Research

Correctness is a very important feature of the development. Developmental errors cause various abnormalities. During development, cells undergo dynamic behaviors including division, differentiation, death, migration etc., and groups of cells create organs and other complex structures of a body. Although the behaviors and conditions of each cell in developing embryos are highly variable, the groups of cells create a correct body. This correctness is supported by the intercellular communications, which recognize the conditions of the environment and the neighboring cells and coordinate cellular behaviors. We use mouse embryos as a model system, and study the intercellular communications involving the Hippo signaling pathway and the cell competition. By analyzing the mechanisms and roles of such intercellular communications, we will reveal the mechanisms, which support correct development.

We perform following two major research projects:

During preimplantation development, mouse embryos undergo cell divisions and form a structure called blastocyst, which consists of more than 100 cells at the time of implantation to the uterus. In preimplantation embryos, allocation of the cells formed by cell divisions are not predetermined, but the blastocysts always have two types of cells in correct positions: the trophectoderm (the cells which will form placenta) and the inner cell mass (the cells which will form embryo proper) at the outer and inner positions, respectively. We have found that the Hippo signaling pathway plays central roles in regulation of the cell differentiation, and that the cells recognize their positions within the embryo through adhesions with their neighbors, and control the Hippo signaling. These findings are described in the textbook, “Developmental Biology,” written by Scott Gilbert. In previous studies, we assumed the cell positions are fixed, but in actual embryos, the cell positions are changing dynamically.
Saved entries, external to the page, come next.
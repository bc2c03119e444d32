//! JSON wire format for persisted collections.
//!
//! # Responsibility
//! - Map `Note`/`Todo` to camelCase JSON records with ISO-8601 dates.
//! - Rebuild records from text, reconstructing every date field.
//!
//! # Invariants
//! - Dates are written as RFC 3339 UTC with millisecond precision.
//! - An optional date without a valid textual form decodes to `None`.
//! - A record missing a required date, or failing `validate()`, is dropped,
//!   never half-built.

use super::CollectionKind;
use crate::model::note::Note;
use crate::model::todo::{Priority, Todo};
use crate::model::{truncate_to_millis, ValidationError};
use chrono::{DateTime, NaiveDate, NaiveDateTime, SecondsFormat, Utc};
use log::warn;
use serde::de::DeserializeOwned;
use serde::{Deserialize, Deserializer, Serialize};
use serde_json::Value;

/// Entity with a persisted wire representation.
pub trait Record: Sized {
    /// Collection this record type is stored under.
    const KIND: CollectionKind;
    type Wire: Serialize + DeserializeOwned;

    fn to_wire(&self) -> Self::Wire;
    /// Rebuilds and validates a stored record.
    fn from_wire(wire: Self::Wire) -> Result<Self, ValidationError>;
}

/// Stored form of a [`Note`].
#[derive(Debug, Clone, PartialEq, Eq, Serialize, Deserialize)]
#[serde(rename_all = "camelCase")]
pub struct NoteRecord {
    pub id: String,
    pub title: String,
    #[serde(default)]
    pub content: String,
    #[serde(default)]
    pub category: String,
    #[serde(default, deserialize_with = "lenient_date_text")]
    pub created_at: Option<String>,
    #[serde(default, deserialize_with = "lenient_date_text")]
    pub updated_at: Option<String>,
}

/// Stored form of a [`Todo`].
#[derive(Debug, Clone, PartialEq, Eq, Serialize, Deserialize)]
#[serde(rename_all = "camelCase")]
pub struct TodoRecord {
    pub id: String,
    pub text: String,
    #[serde(default)]
    pub completed: bool,
    #[serde(default)]
    pub category: String,
    #[serde(default)]
    pub priority: Priority,
    #[serde(default, deserialize_with = "lenient_date_text")]
    pub created_at: Option<String>,
    #[serde(
        default,
        deserialize_with = "lenient_date_text",
        skip_serializing_if = "Option::is_none"
    )]
    pub due_date: Option<String>,
}

impl Record for Note {
    const KIND: CollectionKind = CollectionKind::Notes;
    type Wire = NoteRecord;

    fn to_wire(&self) -> NoteRecord {
        NoteRecord {
            id: self.id.clone(),
            title: self.title.clone(),
            content: self.content.clone(),
            category: self.category.clone(),
            created_at: Some(format_timestamp(self.created_at)),
            updated_at: Some(format_timestamp(self.updated_at)),
        }
    }

    fn from_wire(wire: NoteRecord) -> Result<Self, ValidationError> {
        let created_at = required_date(wire.created_at.as_deref(), "createdAt")?;
        let updated_at = wire
            .updated_at
            .as_deref()
            .and_then(parse_timestamp)
            .unwrap_or(created_at);
        let note = Self {
            id: wire.id,
            title: wire.title,
            content: wire.content,
            category: wire.category,
            created_at,
            updated_at: updated_at.max(created_at),
        };
        note.validate()?;
        Ok(note)
    }
}

impl Record for Todo {
    const KIND: CollectionKind = CollectionKind::Todos;
    type Wire = TodoRecord;

    fn to_wire(&self) -> TodoRecord {
        TodoRecord {
            id: self.id.clone(),
            text: self.text.clone(),
            completed: self.completed,
            category: self.category.clone(),
            priority: self.priority,
            created_at: Some(format_timestamp(self.created_at)),
            due_date: self.due_date.map(format_timestamp),
        }
    }

    fn from_wire(wire: TodoRecord) -> Result<Self, ValidationError> {
        let created_at = required_date(wire.created_at.as_deref(), "createdAt")?;
        let todo = Self {
            id: wire.id,
            text: wire.text,
            completed: wire.completed,
            category: wire.category,
            priority: wire.priority,
            created_at,
            due_date: wire.due_date.as_deref().and_then(parse_timestamp),
        };
        todo.validate()?;
        Ok(todo)
    }
}

/// Result of decoding one stored collection.
#[derive(Debug, Clone, PartialEq, Eq)]
pub struct Decoded<T> {
    pub items: Vec<T>,
    /// Records skipped because they could not be reconstructed.
    pub dropped: usize,
}

/// Serializes a full collection into one JSON array.
pub fn encode<T: Record>(items: &[T]) -> serde_json::Result<String> {
    let records: Vec<T::Wire> = items.iter().map(T::to_wire).collect();
    serde_json::to_string(&records)
}

/// Parses a stored collection.
///
/// # Errors
/// - Returns the JSON error when the text is not an array. Individual
///   malformed elements are skipped and counted in `dropped`.
pub fn decode<T: Record>(text: &str) -> serde_json::Result<Decoded<T>> {
    let values: Vec<Value> = serde_json::from_str(text)?;
    let total = values.len();
    let mut items = Vec::with_capacity(total);

    for (index, value) in values.into_iter().enumerate() {
        let record = match serde_json::from_value::<T::Wire>(value) {
            Ok(record) => record,
            Err(err) => {
                warn!(
                    "event=record_decode module=persist status=skipped collection={} index={index} error={err}",
                    T::KIND.as_str()
                );
                continue;
            }
        };
        match T::from_wire(record) {
            Ok(item) => items.push(item),
            Err(err) => warn!(
                "event=record_decode module=persist status=skipped collection={} index={index} error={err}",
                T::KIND.as_str()
            ),
        }
    }

    let dropped = total - items.len();
    Ok(Decoded { items, dropped })
}

/// Formats a timestamp the way it is persisted (`2025-03-15T10:00:00.000Z`).
pub fn format_timestamp(value: DateTime<Utc>) -> String {
    value.to_rfc3339_opts(SecondsFormat::Millis, true)
}

/// Parses a persisted or user-entered date.
///
/// Accepts RFC 3339, a naive `YYYY-MM-DDTHH:MM:SS[.fff]` (read as UTC) and a
/// calendar date `YYYY-MM-DD` (midnight UTC). Anything else yields `None`.
pub fn parse_timestamp(text: &str) -> Option<DateTime<Utc>> {
    let text = text.trim();
    if text.is_empty() {
        return None;
    }
    if let Ok(value) = DateTime::parse_from_rfc3339(text) {
        return Some(truncate_to_millis(value.with_timezone(&Utc)));
    }
    if let Ok(value) = NaiveDateTime::parse_from_str(text, "%Y-%m-%dT%H:%M:%S%.f") {
        return Some(truncate_to_millis(value.and_utc()));
    }
    NaiveDate::parse_from_str(text, "%Y-%m-%d")
        .ok()
        .and_then(|date| date.and_hms_opt(0, 0, 0))
        .map(|value| value.and_utc())
}

fn required_date(text: Option<&str>, field: &'static str) -> Result<DateTime<Utc>, ValidationError> {
    text.and_then(parse_timestamp)
        .ok_or(ValidationError::MissingTimestamp(field))
}

/// Accepts any JSON value for a date slot; only strings are kept.
fn lenient_date_text<'de, D>(deserializer: D) -> Result<Option<String>, D::Error>
where
    D: Deserializer<'de>,
{
    let value = Option::<Value>::deserialize(deserializer)?;
    Ok(match value {
        Some(Value::String(text)) => Some(text),
        _ => None,
    })
}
We will study how the Hippo signaling is regulated in dynamically moving cell population, and reveal the mechanisms which support correct development.
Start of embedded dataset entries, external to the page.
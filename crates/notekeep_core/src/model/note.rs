//! Note record and draft.
//!
//! # Invariants
//! - `id` never changes after creation.
//! - `updated_at >= created_at`.

use super::{normalize_category, truncate_to_millis, ValidationError};
use chrono::{DateTime, Utc};

/// Free-text note with a single category label.
#[derive(Debug, Clone, PartialEq, Eq)]
pub struct Note {
    pub id: String,
    pub title: String,
    pub content: String,
    pub category: String,
    pub created_at: DateTime<Utc>,
    pub updated_at: DateTime<Utc>,
}

/// User input for creating or editing a note.
#[derive(Debug, Clone, Default, PartialEq, Eq)]
pub struct NoteDraft {
    pub title: String,
    pub content: String,
    /// Blank means [`super::DEFAULT_CATEGORY`].
    pub category: String,
}

impl NoteDraft {
    pub fn new(
        title: impl Into<String>,
        content: impl Into<String>,
        category: impl Into<String>,
    ) -> Self {
        Self {
            title: title.into(),
            content: content.into(),
            category: category.into(),
        }
    }

    /// Trims the title/category and rejects an empty title.
    pub fn normalized(&self) -> Result<NoteDraft, ValidationError> {
        let title = self.title.trim();
        if title.is_empty() {
            return Err(ValidationError::EmptyTitle);
        }
        Ok(NoteDraft {
            title: title.to_string(),
            content: self.content.clone(),
            category: normalize_category(&self.category),
        })
    }
}

impl Note {
    /// Builds a fresh note; both timestamps are set to `now`.
    pub fn from_draft(
        id: impl Into<String>,
        draft: &NoteDraft,
        now: DateTime<Utc>,
    ) -> Result<Self, ValidationError> {
        let draft = draft.normalized()?;
        let now = truncate_to_millis(now);
        Ok(Self {
            id: id.into(),
            title: draft.title,
            content: draft.content,
            category: draft.category,
            created_at: now,
            updated_at: now,
        })
    }

    /// Returns the full replacement record for an edit.
    ///
    /// Keeps `id` and `created_at`; `updated_at` never moves before creation
    /// even if the clock went backwards.
    pub fn revised(&self, draft: &NoteDraft, now: DateTime<Utc>) -> Result<Self, ValidationError> {
        let draft = draft.normalized()?;
        Ok(Self {
            id: self.id.clone(),
            title: draft.title,
            content: draft.content,
            category: draft.category,
            created_at: self.created_at,
            updated_at: truncate_to_millis(now).max(self.created_at),
        })
    }

    pub fn validate(&self) -> Result<(), ValidationError> {
        if self.title.trim().is_empty() {
            return Err(ValidationError::EmptyTitle);
        }
        if self.updated_at < self.created_at {
            return Err(ValidationError::UpdatedBeforeCreated {
                created_at: self.created_at,
                updated_at: self.updated_at,
            });
        }
        Ok(())
    }
}

#[cfg(test)]
mod tests {
    use super::{Note, NoteDraft};
    use crate::model::{ValidationError, DEFAULT_CATEGORY};
    use chrono::{Duration, TimeZone, Utc};

    #[test]
    fn from_draft_trims_and_defaults_category() {
        let now = Utc.with_ymd_and_hms(2025, 1, 2, 3, 4, 5).unwrap();
        let note = Note::from_draft("n1", &NoteDraft::new("  Plan  ", "body", ""), now).unwrap();
        assert_eq!(note.title, "Plan");
        assert_eq!(note.category, DEFAULT_CATEGORY);
        assert_eq!(note.created_at, now);
        assert_eq!(note.updated_at, now);
    }

    #[test]
    fn empty_title_is_rejected() {
        let err = NoteDraft::new(" ", "body", "Home").normalized().unwrap_err();
        assert_eq!(err, ValidationError::EmptyTitle);
    }

    #[test]
    fn revised_keeps_identity_and_clamps_updated_at() {
        let created = Utc.with_ymd_and_hms(2025, 1, 2, 3, 4, 5).unwrap();
        let note = Note::from_draft("n1", &NoteDraft::new("a", "b", "c"), created).unwrap();

        let earlier = created - Duration::hours(1);
        let edited = note
            .revised(&NoteDraft::new("a2", "b2", "c2"), earlier)
            .unwrap();
        assert_eq!(edited.id, "n1");
        assert_eq!(edited.created_at, created);
        assert_eq!(edited.updated_at, created);
        assert_eq!(edited.title, "a2");
        edited.validate().unwrap();
    }

    #[test]
    fn validate_rejects_inverted_timestamps() {
        let created = Utc.with_ymd_and_hms(2025, 1, 2, 3, 4, 5).unwrap();
        let mut note = Note::from_draft("n1", &NoteDraft::new("a", "b", "c"), created).unwrap();
        note.updated_at = created - Duration::seconds(1);
        assert!(matches!(
            note.validate(),
            Err(ValidationError::UpdatedBeforeCreated { .. })
        ));
    }
}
Intercellular communications actively controls variation of cellular conditions within a cell population. We have found that, in an embryo derived cell line, in the presence of the cells with different Hippo activities, the cells with relatively higher transcriptional activity become winners, and eliminate the cells with relatively lower transcriptional activities. Such intercellular communication which recognizes the status of their neighbors is known as cell competition. More recently, we found that similar cell competition also takes place in mouse embryos, and plays essential roles in correct development.